Facebook

poniedziałek, 7 lipca 2014

dwa dni

Wydaje się, że takie dwa dni to właściwie nic. Bo to tylko dwa, nie pięć, nie siedem. Krótkie dwa. 
Ja w te dwa dni nie zrobiłam nic, siedziałam, leżałam, kilka kroków przespacerowałam poza tym nic. 
Oni biegali, roześmiani za psami, jeździli autkami, budowali babki z piasku, gotowali, heblowali, składali, wypompowali wodę, a ja tak leżałam, obserwowałam i było mi tak dobrze, że z nimi jestem, nie aktywnie ale gdzieś obok i wszystko widzę, czyli tak jakbym we wszystkim uczestniczyła
.
Dwa dni odpoczynku które dają siły na długo. Więcej mi nie potrzeba. 
Ale tych dni na przełomie następnych kilku tygodni będzie więcej, bo Kuba daje do zrozumienia, że jeśli Matka nie usiądzie w spokoju na jakiś czas to On postanowi pojawić się wcześniej, dlatego nadprogramowe leżycho mi się należy. 

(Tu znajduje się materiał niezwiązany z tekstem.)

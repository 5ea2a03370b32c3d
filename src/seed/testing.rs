//! Deterministic seed sources for tests.

use std::sync::atomic::{AtomicU8, AtomicUsize, Ordering};

use super::{SeedError, SeedSource, SourceKey};

/// Named source producing a rolling byte pattern. Cheap, deterministic, and
/// distinct per name so directory tests can tell instances apart.
pub(crate) struct FakeSeedSource {
    name: String,
    next: AtomicU8,
    requests: AtomicUsize,
}

impl FakeSeedSource {
    pub(crate) fn new(name: &str) -> Self {
        Self {
            name: name.to_owned(),
            next: AtomicU8::new(1),
            requests: AtomicUsize::new(0),
        }
    }

    /// Number of `generate_seed` calls served so far.
    pub(crate) fn requests(&self) -> usize {
        self.requests.load(Ordering::SeqCst)
    }
}

impl SeedSource for FakeSeedSource {
    fn generate_seed(&self, length: usize) -> Result<Vec<u8>, SeedError> {
        self.requests.fetch_add(1, Ordering::SeqCst);
        let start = self.next.fetch_add(length as u8, Ordering::SeqCst);
        Ok((0..length).map(|i| start.wrapping_add(i as u8)).collect())
    }

    fn key(&self) -> SourceKey {
        SourceKey::new(format!("fake:{}", self.name))
    }
}

/// Source that fails every request; drives the seeder shutdown path.
pub(crate) struct FailingSeedSource {
    name: String,
}

impl FailingSeedSource {
    pub(crate) fn new(name: &str) -> Self {
        Self {
            name: name.to_owned(),
        }
    }
}

impl SeedSource for FailingSeedSource {
    fn generate_seed(&self, _length: usize) -> Result<Vec<u8>, SeedError> {
        Err(SeedError::Unavailable)
    }

    fn key(&self) -> SourceKey {
        SourceKey::new(format!("failing:{}", self.name))
    }
}

#[cfg(test)]
mod tests {
    use super::*;

    #[test]
    fn test_fake_source_is_deterministic_pattern() {
        let source = FakeSeedSource::new("t");
        assert_eq!(source.generate_seed(4).unwrap(), vec![1, 2, 3, 4]);
        assert_eq!(source.generate_seed(2).unwrap(), vec![5, 6]);
        assert_eq!(source.requests(), 2);
    }

    #[test]
    fn test_fake_source_identity_by_name() {
        assert_eq!(
            FakeSeedSource::new("a").key(),
            FakeSeedSource::new("a").key()
        );
        assert_ne!(
            FakeSeedSource::new("a").key(),
            FakeSeedSource::new("b").key()
        );
    }

    #[test]
    fn test_failing_source_always_fails() {
        let source = FailingSeedSource::new("t");
        assert_eq!(source.generate_seed(16), Err(SeedError::Unavailable));
    }
}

I teraz mogę obserwować do woli jakiego wspaniałego mężczyznę na Męża, Ojca moich dzieci wybrałam. Napatrzeć się nie mogę, na tę relację Tata - Syn. Tak wiele miłości się tu kryje. Bliskość, zrozumienie dla emocji małego człowieka, cierpliwość i milion razy więcej siły (fizycznej) niż posiadam ja. 

Leżę na tej wygodnej huśtawce którą ukochana Teściowa specjalnie dla mnie zakupiła i nie mogę uwierzyć, że takie szczęście mnie spotkało. A za kilka chwil nasze serca przyjmą i od siebie dadzą jeszcze więcej ciepła, powiększą się jeszcze bardziej dla kolejnego małego człowieka, który do nas dołączy. 

I tak leżę te dwa dni obserwując i jeszcze bardziej w mym Mężu się zakochuję i nadal uwierzyć nie mogę w to że tak wiele już mam, a będę miała jeszcze więcej...









33. Kolejny tydzień odliczony. Kubusiu wytrzymaj jeszcze cztery tygodnie. Prosimy.